26/10/23 – Minister Donnelly officially breaks promise made by government in 2018 that abortion would never be conducted by telemedicine

“Continuing telemedicine abortion on a permanent basis puts the most vulnerable women at risk” – Mulroy

At the meeting of the Health Committee on Wednesday, 25th October, Minister for Health Stephen Donnelly made an impromptu announcement that telemedicine abortions, introduced as a temporary measure during the Covid-19 pandemic, would “continue on a permanent basis” following a decision made on Tuesday. Responding to this announcement, Pro Life Campaign spokesperson Eilís Mulroy said:

“Like a thief in the night, Minister Donnelly has unilaterally changed Ireland’s abortion policy without any serious public discussion and without any evidence-based assessment having been carried out into its impact in Ireland.

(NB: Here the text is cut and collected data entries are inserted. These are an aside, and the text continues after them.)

use std::collections::BTreeMap;

use rust_decimal::Decimal;
use serde::Serialize;
use tracing::debug;

use crate::modules::calendar::PeriodRange;
use crate::modules::ledger::models::{ReferenceData, TransactionKind, TransactionRecord};

/// Grouping dimensions, applied in order to form the group key
#[derive(Debug, Clone, Copy, PartialEq, Eq)]
pub enum Dimension {
    Day,
    Branch,
    Worker,
    PaymentMethod,
    Service,
}

/// Tuple of dimension values. Day values are ISO dates so lexical
/// ordering doubles as chronological ordering.
pub type GroupKey = Vec<String>;

/// Monetary figures per group. Sums stay exact Decimals; rounding to
/// whole rupiah happens only at presentation.
#[derive(Debug, Clone, Default, PartialEq, Serialize)]
pub struct Totals {
    pub revenue: Decimal,
    pub transaction_count: u64,
    pub cost: Decimal,
    pub commission: Decimal,
    pub net_profit: Decimal,
}

/// Everything `aggregate` needs beyond the records themselves
#[derive(Debug, Clone, Copy)]
pub struct AggregationScope<'a> {
    pub period: PeriodRange,
    pub reference: &'a ReferenceData,
    /// Divisor converting monthly operating cost to a daily figure
    pub days_per_month: u32,
}

/// Aggregation output: group key to totals, in deterministic lexical
/// key order (which also settles best-group ties).
#[derive(Debug, Clone, Default, Serialize)]
pub struct AggregationResult {
    pub groups: BTreeMap<GroupKey, Totals>,
}

impl AggregationResult {
    /// Grand totals across every group
    pub fn totals(&self) -> Totals {
        let mut sum = Totals::default();
        for totals in self.groups.values() {
            sum.revenue += totals.revenue;
            sum.transaction_count += totals.transaction_count;
            sum.cost += totals.cost;
            sum.commission += totals.commission;
            sum.net_profit += totals.net_profit;
        }
        sum
    }

    /// Group with the highest metric value; ties break toward the
    /// lexically smaller key, never insertion order.
    pub fn best_by<F>(&self, metric: F) -> Option<(&GroupKey, &Totals)>
    where
        F: Fn(&Totals) -> Decimal,
    {
        let mut ranked: Vec<_> = self.groups.iter().collect();
        ranked.sort_by(|(key_a, tot_a), (key_b, tot_b)| {
            metric(tot_b)
                .cmp(&metric(tot_a))
                .then_with(|| key_a.cmp(key_b))
        });
        ranked.into_iter().next()
    }

    /// Groups sorted by metric descending, lexical key on ties
    pub fn ranked_by<F>(&self, metric: F) -> Vec<(&GroupKey, &Totals)>
    where
        F: Fn(&Totals) -> Decimal,
    {
        let mut ranked: Vec<_> = self.groups.iter().collect();
        ranked.sort_by(|(key_a, tot_a), (key_b, tot_b)| {
            metric(tot_b)
                .cmp(&metric(tot_a))
                .then_with(|| key_a.cmp(key_b))
        });
        ranked
    }
}

fn dimension_value(record: &TransactionRecord, dimension: Dimension) -> String {
    match dimension {
        Dimension::Day => record.date.to_string(),
        Dimension::Branch => record.branch_id.clone(),
        Dimension::Worker => record.worker_id.clone(),
        Dimension::PaymentMethod => record.payment_method.clone(),
        Dimension::Service => record.item_name.clone(),
    }
}

/// Enumerable domain for a dimension within the scope, used for
/// zero-filling. Payment methods and services have no fixed domain, so
/// only observed values appear for those dimensions.
fn dimension_domain(dimension: Dimension, scope: &AggregationScope<'_>) -> Option<Vec<String>> {
    match dimension {
        Dimension::Day => Some(scope.period.iter_days().map(|d| d.to_string()).collect()),
        Dimension::Branch => Some(
            scope
                .reference
                .branches
                .iter()
                .map(|b| b.branch_id.clone())
                .collect(),
        ),
        Dimension::Worker => Some(
            scope
                .reference
                .workers
                .iter()
                .map(|w| w.worker_id.clone())
                .collect(),
        ),
        Dimension::PaymentMethod | Dimension::Service => None,
    }
}

/// Every requested group key for the scope: the cartesian product of the
/// enumerable dimension domains. Empty reports must show zero rows, not
/// missing rows.
fn requested_keys(group_by: &[Dimension], scope: &AggregationScope<'_>) -> Vec<GroupKey> {
    let mut keys: Vec<GroupKey> = vec![Vec::new()];
    for &dimension in group_by {
        let Some(domain) = dimension_domain(dimension, scope) else {
            // A non-enumerable dimension makes the whole product open-ended
            return Vec::new();
        };
        let mut expanded = Vec::with_capacity(keys.len() * domain.len());
        for key in &keys {
            for value in &domain {
                let mut next = key.clone();
                next.push(value.clone());
                expanded.push(next);
            }
        }
        keys = expanded;
    }
    keys
}

/// Days of operating cost a single group carries: one day when grouping
/// per-day, the whole scope otherwise.
fn group_day_count(group_by: &[Dimension], scope: &AggregationScope<'_>) -> Decimal {
    if group_by.contains(&Dimension::Day) {
        Decimal::ONE
    } else {
        Decimal::from(scope.period.days())
    }
}

/// Apportioned operating cost for a group.
///
/// Monthly fixed cost becomes a daily figure via `days_per_month` and is
/// multiplied by the days the group covers. Branch-keyed groups carry
/// their own branch's cost; global groups carry the sum over all
/// branches. Worker-keyed groups carry none (a worker does not own the
/// rent), so their net profit is revenue minus commission.
fn apportioned_cost(
    key: &GroupKey,
    group_by: &[Dimension],
    scope: &AggregationScope<'_>,
) -> Decimal {
    if group_by.contains(&Dimension::Worker) {
        return Decimal::ZERO;
    }

    let days = group_day_count(group_by, scope);
    let per_month = Decimal::from(scope.days_per_month);

    let monthly_cost = match group_by.iter().position(|&d| d == Dimension::Branch) {
        Some(index) => scope
            .reference
            .branch_by_id(&key[index])
            .map(|b| b.operating_cost)
            .unwrap_or(Decimal::ZERO),
        None => scope
            .reference
            .branches
            .iter()
            .map(|b| b.operating_cost)
            .sum(),
    };

    monthly_cost / per_month * days
}

/// Aggregate records into per-group revenue, count, commission, cost and
/// net profit.
///
/// Commission applies only to service revenue, at the record branch's
/// rate; product sales contribute revenue and count. Empty input still
/// yields a zero-filled group for every enumerable key in scope.
pub fn aggregate(
    records: &[TransactionRecord],
    group_by: &[Dimension],
    scope: &AggregationScope<'_>,
) -> AggregationResult {
    let mut groups: BTreeMap<GroupKey, Totals> = requested_keys(group_by, scope)
        .into_iter()
        .map(|key| (key, Totals::default()))
        .collect();

    for record in records {
        let key: GroupKey = group_by
            .iter()
            .map(|&dimension| dimension_value(record, dimension))
            .collect();

        let revenue = record.revenue();
        let commission = match record.kind {
            TransactionKind::Service => {
                let rate = scope
                    .reference
                    .branch_by_id(&record.branch_id)
                    .map(|b| b.commission_rate)
                    .unwrap_or(Decimal::ZERO);
                revenue * rate
            }
            TransactionKind::ProductSale => Decimal::ZERO,
        };

        let totals = groups.entry(key).or_default();
        totals.revenue += revenue;
        totals.transaction_count += 1;
        totals.commission += commission;
    }

    for (key, totals) in groups.iter_mut() {
        totals.cost = apportioned_cost(key, group_by, scope);
        totals.net_profit = totals.revenue - totals.commission - totals.cost;
    }

    debug!(
        groups = groups.len(),
        records = records.len(),
        "aggregation complete"
    );

    AggregationResult { groups }
}
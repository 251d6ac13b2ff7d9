use chrono::{Datelike, Duration, Months, NaiveDate, Weekday};
use serde::{Deserialize, Serialize};

use crate::core::{AppError, Result};
use crate::modules::calendar::locale;

/// Half-open date range: `start` inclusive, `end` exclusive.
///
/// All report and query scoping uses business-local calendar days,
/// never timestamp instants.
#[derive(Debug, Clone, Copy, PartialEq, Eq, Serialize, Deserialize)]
pub struct PeriodRange {
    pub start: NaiveDate,
    pub end: NaiveDate,
}

impl PeriodRange {
    pub fn new(start: NaiveDate, end: NaiveDate) -> Result<Self> {
        if start >= end {
            return Err(AppError::invalid_period(format!(
                "start {} must be before end {}",
                start, end
            )));
        }
        Ok(Self { start, end })
    }

    /// Single calendar day `[date, date + 1)`
    pub fn single_day(date: NaiveDate) -> Self {
        Self {
            start: date,
            end: date + Duration::days(1),
        }
    }

    /// Number of calendar days covered
    pub fn days(&self) -> i64 {
        (self.end - self.start).num_days()
    }

    pub fn contains(&self, date: NaiveDate) -> bool {
        date >= self.start && date < self.end
    }

    /// Last day inside the range (end is exclusive)
    pub fn last_day(&self) -> NaiveDate {
        self.end - Duration::days(1)
    }

    /// Iterate every day in the range, in order
    pub fn iter_days(&self) -> impl Iterator<Item = NaiveDate> {
        let start = self.start;
        (0..self.days()).map(move |offset| start + Duration::days(offset))
    }

    /// Whether this is exactly one calendar month
    pub fn is_calendar_month(&self) -> bool {
        self.start.day() == 1
            && self.end.day() == 1
            && self
                .start
                .checked_add_months(Months::new(1))
                .map(|next| next == self.end)
                .unwrap_or(false)
    }

    /// Human label: "17 Agustus 2026", "Agustus 2026" or "11 Agu - 17 Agu 2026"
    pub fn label(&self) -> String {
        if self.days() == 1 {
            locale::format_date_long(self.start)
        } else if self.is_calendar_month() {
            format!(
                "{} {}",
                locale::month_name(self.start.month()),
                self.start.year()
            )
        } else {
            format!(
                "{} - {} {}",
                locale::format_date_short(self.start),
                locale::format_date_short(self.last_day()),
                self.last_day().year()
            )
        }
    }
}

/// Period vocabulary understood by reports and the query extractor
#[derive(Debug, Clone, Copy, PartialEq, Eq)]
pub enum PeriodKeyword {
    Today,
    Yesterday,
    ThisWeek,
    LastWeek,
    ThisMonth,
    LastMonth,
    /// Explicit month and year, e.g. "bulan Januari 2026"
    Explicit {
        month: u32,
        year: i32,
    },
}

/// First day of the week containing `date` under the given week-start rule
pub fn start_of_week(date: NaiveDate, week_start: Weekday) -> NaiveDate {
    let offset = (date.weekday().num_days_from_monday() + 7
        - week_start.num_days_from_monday())
        % 7;
    date - Duration::days(offset as i64)
}

/// Calendar month range `[1st, 1st of next month)`
pub fn month_range(year: i32, month: u32) -> Result<PeriodRange> {
    if !(1..=12).contains(&month) {
        return Err(AppError::invalid_period(format!(
            "month {} out of range 1..=12",
            month
        )));
    }
    let start = NaiveDate::from_ymd_opt(year, month, 1)
        .ok_or_else(|| AppError::invalid_period(format!("invalid year {}", year)))?;
    let end = start
        .checked_add_months(Months::new(1))
        .ok_or_else(|| AppError::invalid_period(format!("month rollover from {}", start)))?;
    PeriodRange::new(start, end)
}

/// Map a period keyword and a reference date to a concrete range.
///
/// Weeks are the 7-day span starting on `week_start` that contains the
/// reference date, so this_week/last_week stay stable on boundary days.
pub fn resolve_period(
    keyword: PeriodKeyword,
    reference: NaiveDate,
    week_start: Weekday,
) -> Result<PeriodRange> {
    match keyword {
        PeriodKeyword::Today => Ok(PeriodRange::single_day(reference)),
        PeriodKeyword::Yesterday => Ok(PeriodRange::single_day(reference - Duration::days(1))),
        PeriodKeyword::ThisWeek => {
            let start = start_of_week(reference, week_start);
            PeriodRange::new(start, start + Duration::days(7))
        }
        PeriodKeyword::LastWeek => {
            let start = start_of_week(reference, week_start) - Duration::days(7);
            PeriodRange::new(start, start + Duration::days(7))
        }
        PeriodKeyword::ThisMonth => month_range(reference.year(), reference.month()),
        PeriodKeyword::LastMonth => {
            let prev = reference
                .with_day(1)
                .and_then(|d| d.checked_sub_months(Months::new(1)))
                .ok_or_else(|| AppError::invalid_period("month rollback"))?;
            month_range(prev.year(), prev.month())
        }
        PeriodKeyword::Explicit { month, year } => month_range(year, month),
    }
}

/// 1-based ordinal week-of-month.
///
/// The week containing the 1st is week 1 even when it started in the
/// previous month; this boundary rule drives weekly report sections.
pub fn week_of_month(date: NaiveDate, week_start: Weekday) -> u32 {
    let first = date.with_day(1).expect("day 1 always exists");
    let first_week_start = start_of_week(first, week_start);
    let this_week_start = start_of_week(date, week_start);
    ((this_week_start - first_week_start).num_days() / 7) as u32 + 1
}

/// Enumerate a month's weeks for period pickers and navigation menus:
/// week 1 is the week containing the 1st; later weeks are those starting
/// inside the month. The final week may extend into the next month.
pub fn weeks_in_month(
    year: i32,
    month: u32,
    week_start: Weekday,
) -> Result<Vec<(u32, PeriodRange)>> {
    let month_period = month_range(year, month)?;
    let mut weeks = Vec::new();
    let mut cursor = start_of_week(month_period.start, week_start);
    let mut ordinal = 1;

    while cursor < month_period.end && (ordinal == 1 || cursor.month() == month) {
        weeks.push((ordinal, PeriodRange::new(cursor, cursor + Duration::days(7))?));
        cursor += Duration::days(7);
        ordinal += 1;
    }

    Ok(weeks)
}

fn add_months_signed(date: NaiveDate, delta: i32) -> Result<NaiveDate> {
    let shifted = if delta >= 0 {
        date.checked_add_months(Months::new(delta as u32))
    } else {
        date.checked_sub_months(Months::new(delta.unsigned_abs()))
    };
    shifted.ok_or_else(|| AppError::invalid_period(format!("month shift {} from {}", delta, date)))
}

/// Adjacent-month navigation. Calendar-month periods stay calendar months
/// (year boundaries roll month and year together); other periods shift
/// both endpoints with day clamping.
pub fn shift_month(period: PeriodRange, delta: i32) -> Result<PeriodRange> {
    if period.is_calendar_month() {
        let anchor = add_months_signed(period.start, delta)?;
        return month_range(anchor.year(), anchor.month());
    }
    let start = add_months_signed(period.start, delta)?;
    let end = add_months_signed(period.end, delta)?;
    PeriodRange::new(start, end)
}

/// Adjacent-week navigation: shift the whole range by `delta` weeks
pub fn shift_week(period: PeriodRange, delta: i32) -> Result<PeriodRange> {
    let offset = Duration::days(7 * delta as i64);
    PeriodRange::new(period.start + offset, period.end + offset)
}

“During the drafting of the 2018 abortion legislation, the then Minister for Health Simon Harris gave a public assurance that ‘termination of pregnancy services in Ireland is not going to be done by tele-medicine.’[1] Abortion advocates at the time strongly highlighted the danger of self-administering abortion pills which had been imported online without the woman having received an in-person examination. Now five years on, the government has brazenly backpedalled and has instituted a permanent telemedicine abortion regime, which puts the health of women at profound risk.

“Continuing telemedicine abortion on a permanent basis puts the most vulnerable women at risk, particularly those in abusive or coercive relationships and those trapped in human trafficking. In a letter from the HSE written in May 2022, the HSE acknowledged that ‘in-person consultations allow provision of personalised care and allow potential problems to be identified and mitigated. Meeting the woman in person increases the likelihood of the provider identifying any coercion or domestic abuse.’[2] The idea that a ‘blended approach’ (which means in-person appointments remain optional, alongside telemedicine appointments) is a solution to this does not stand up to scrutiny. A woman who is the victim of an abuser or who is being trafficked will not be permitted to attend an ‘optional’ in-person appointment and will instead be pressured to acquire the abortion pills via a faceless telephone consultation. There is no way for a doctor to verify that a woman is truly alone during a telephone call and isn’t being pressured by a third-party.

“As of March 2023, the Department of Health admitted that ‘no formal research or analysis on remote consultation has been conducted in Ireland’, and they were relying wholly on academic literature mostly from England.[3] In England, the dramatic effects of telemedicine were laid to bare in the case of Cara Foster in July 2023, who lied to BPAS about the stage of her pregnancy during a telemedicine remote consultation. She received and self-administered abortion pills at 8 months, which was 22 weeks beyond the legal limit for at-home abortions.[4] This case demonstrated the flaws with telemedicine, as without an in-person consultation a doctor cannot accurately verify a woman’s gestational stage.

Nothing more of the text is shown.